Dodgers' bullpen could lean to the lefties

GLENDALE, Ariz. -- There wasn't much competition to begin with and most of it got ironed out early, but the scramble for the Los Angeles Dodgers' final few bullpen spots has turned into the Wild West.

Veterans J.P. Howell and Joel Peralta are locks, presuming they stay healthy. Chris Hatcher and Juan Nicasio, both out of options, seem likely to make it. With Kenley Jansen and Brandon League out with injuries, that leaves three spots for nine pitchers -- three left-handers and six right-handers.

The lefties, David Huff, Adam Liberatore and Paco Rodriguez, are pitching the best, leaving open the possibility that as many as two of the three could make the team.

"They're making it tough," Dodgers manager Don Mattingly said, "throwing the ball well.

Liberatore, acquired along with Peralta in a trade with the Tampa Bay Rays last winter, has pitched eight scoreless innings. Rodriguez has pitched 8 1/3 scoreless innings. Huff gives the Dodgers more flexibility since he could make a spot start or two or be the long reliever. He has allowed just two earned runs in 12 innings. He started the Dodgers' 5-4 win Saturday over the Los Angeles Angels, an Erick Aybar home run the only blemish.

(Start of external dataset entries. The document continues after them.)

use std::path::PathBuf;

use crate::{error::*, metainfo::Metainfo, PieceIndex};

/// Information about a torrent's file.
#[derive(Clone, Debug)]
pub struct FileInfo {
    /// The file's relative path from the download directory.
    pub path: PathBuf,
    /// The file's length, in bytes.
    pub len: u64,
    /// The byte offset of the file within the torrent, when all files in
    /// torrent are viewed as a single contiguous byte array. This is always
    /// 0 for a single file torrent.
    pub torrent_offset: u64,
}

/// Information about a torrent's storage details, such as the piece count and
/// length, download length, etc.
#[derive(Clone, Debug)]
pub(crate) struct StorageInfo {
    /// The number of pieces in the torrent.
    pub piece_count: usize,
    /// The nominal length of a piece.
    pub piece_len: u32,
    /// The length of the last piece in torrent, which may differ from the
    /// normal piece length if the download size is not an exact multiple of the
    /// piece length.
    pub last_piece_len: u32,
    /// The sum of the length of all files in the torrent.
    pub download_len: u64,
    /// The download destination directory of the torrent.
    ///
    /// In case of single file downloads, this is the directory where the file
    /// is downloaded, named as the torrent.
    /// In case of archive downloads, this directory is the download directory
    /// joined by the torrent's name. This is because in case of a torrent that
    /// has multiple top-level entries, the downloaded files would be scattered
    /// across the download directory, which is an annoyance we want to avoid.
    /// E.g. downloading files into ~/Downloads/<torrent> instead of just
    /// ~/Downloads.
    pub download_dir: PathBuf,
    /// The paths and lengths of the torrent files.
    pub structure: FsStructure,
}

impl StorageInfo {
    /// Extracts storage related information from the torrent metainfo.
    pub fn new(metainfo: &Metainfo, download_dir: PathBuf) -> Self {
        let piece_count = metainfo.piece_count();
        let structure = metainfo.build_fs_structure();
        let download_len = structure.download_len();
        let piece_len = metainfo.info.piece_length as u32;
        let last_piece_len =
            download_len - piece_len as u64 * (piece_count - 1) as u64;
        let last_piece_len = last_piece_len as u32;

        // if this is an archive, download files into torrent's own dir
        let download_dir = if structure.is_archive() {
            download_dir.join(&metainfo.info.name)
        } else {
            download_dir
        };

        Self {
            piece_count,
            piece_len,
            last_piece_len,
            download_len,
            download_dir,
            structure,
        }
    }

    /// Returns the length of the piece at the given index.
    pub fn piece_len(&self, index: PieceIndex) -> Result<u32> {
        if index == self.piece_count - 1 {
            Ok(self.last_piece_len)
        } else if index < self.piece_count - 1 {
            Ok(self.piece_len)
        } else {
            log::error!("Piece {} is invalid for torrent: {:?}", index, self);
            Err(Error::InvalidPieceIndex { index })
        }
    }

    /// Returns the half-open byte range `[start, end)` of the piece at the
    /// given index, within the torrent viewed as one contiguous byte array.
    pub fn piece_bounds(&self, index: PieceIndex) -> Result<(u64, u64)> {
        let len = self.piece_len(index)? as u64;
        let start = index as u64 * self.piece_len as u64;
        Ok((start, start + len))
    }
}

/// Defines the file system structure of the download.
#[derive(Clone, Debug)]
pub enum FsStructure {
    /// This is a single file download.
    File(FileInfo),
    /// The download is for multiple files, possibly with nested directories.
    Archive {
        /// A flattened list of all files in the archive.
        files: Vec<FileInfo>,
    },
}

impl FsStructure {
    /// Returns true if the download is for an archive.
    pub fn is_archive(&self) -> bool {
        matches!(self, Self::Archive { .. })
    }

    /// Returns the total download size in bytes.
    ///
    /// Note that this is an O(n) operation for archive downloads, where n is
    /// the number of files, so the return value should ideally be cached.
    pub fn download_len(&self) -> u64 {
        match self {
            Self::File(file) => file.len,
            Self::Archive { files } => files.iter().map(|f| f.len).sum(),
        }
    }
}

#[cfg(test)]
mod tests {
    use super::*;

    #[test]
    fn piece_len_reports_shorter_last_piece() {
        let structure = FsStructure::File(FileInfo {
            path: PathBuf::from("/bogus"),
            torrent_offset: 0,
            len: 3 * 4 + 2,
        });
        let info = StorageInfo {
            piece_count: 4,
            piece_len: 4,
            last_piece_len: 2,
            download_len: 3 * 4 + 2,
            download_dir: PathBuf::from("/"),
            structure,
        };
        assert_eq!(info.piece_len(0).unwrap(), 4);
        assert_eq!(info.piece_len(2).unwrap(), 4);
        assert_eq!(info.piece_len(3).unwrap(), 2);
        assert!(info.piece_len(4).is_err());
    }

    #[test]
    fn piece_bounds_are_contiguous() {
        let structure = FsStructure::File(FileInfo {
            path: PathBuf::from("/bogus"),
            torrent_offset: 0,
            len: 3 * 4 + 2,
        });
        let info = StorageInfo {
            piece_count: 4,
            piece_len: 4,
            last_piece_len: 2,
            download_len: 3 * 4 + 2,
            download_dir: PathBuf::from("/"),
            structure,
        };
        assert_eq!(info.piece_bounds(0).unwrap(), (0, 4));
        assert_eq!(info.piece_bounds(1).unwrap(), (4, 8));
        assert_eq!(info.piece_bounds(2).unwrap(), (8, 12));
        assert_eq!(info.piece_bounds(3).unwrap(), (12, 14));
    }
}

Huff apparently feels secure enough in his standing that he can tinker with pitches while being evaluated. He said he threw five straight changeups to Angels designated hitter C.J. Cron, the final one rocketing off the left-field wall. He said he wouldn't have done such a thing in a regular-season game.

"They've seen all spring what I'm doing. I've shown them everything I could possibly show them," Huff said. "They've put me in different situations. I've done pretty well with each one that they put me in, so I think it's just a matter of showing them I'm trying to refine some things."

Rodriguez might have a slight edge over Huff and Liberatore since he has been particularly tough on left-handers in his career, holding them to a .154 average in his major-league career. But president of baseball operations Andrew Friedman apparently liked Liberatore enough to ask for him in the trade that sent hard-throwing prospect Jose Dominguez to Tampa, Friedman's old team.

Liberatore was back home in Pittsburgh and found out about the trade late at night. He was waiting to hear whether the Rays would place him on the 40-man roster or leave him unprotected in the upcoming Rule 5 draft. He got a call from Tampa, but it was to inform him he'd been traded.

"It was pretty crazy, man," Liberatore said. "It was shocking, but exciting. I'm trying not to get too caught up in whether I've got a shot to make this team or not."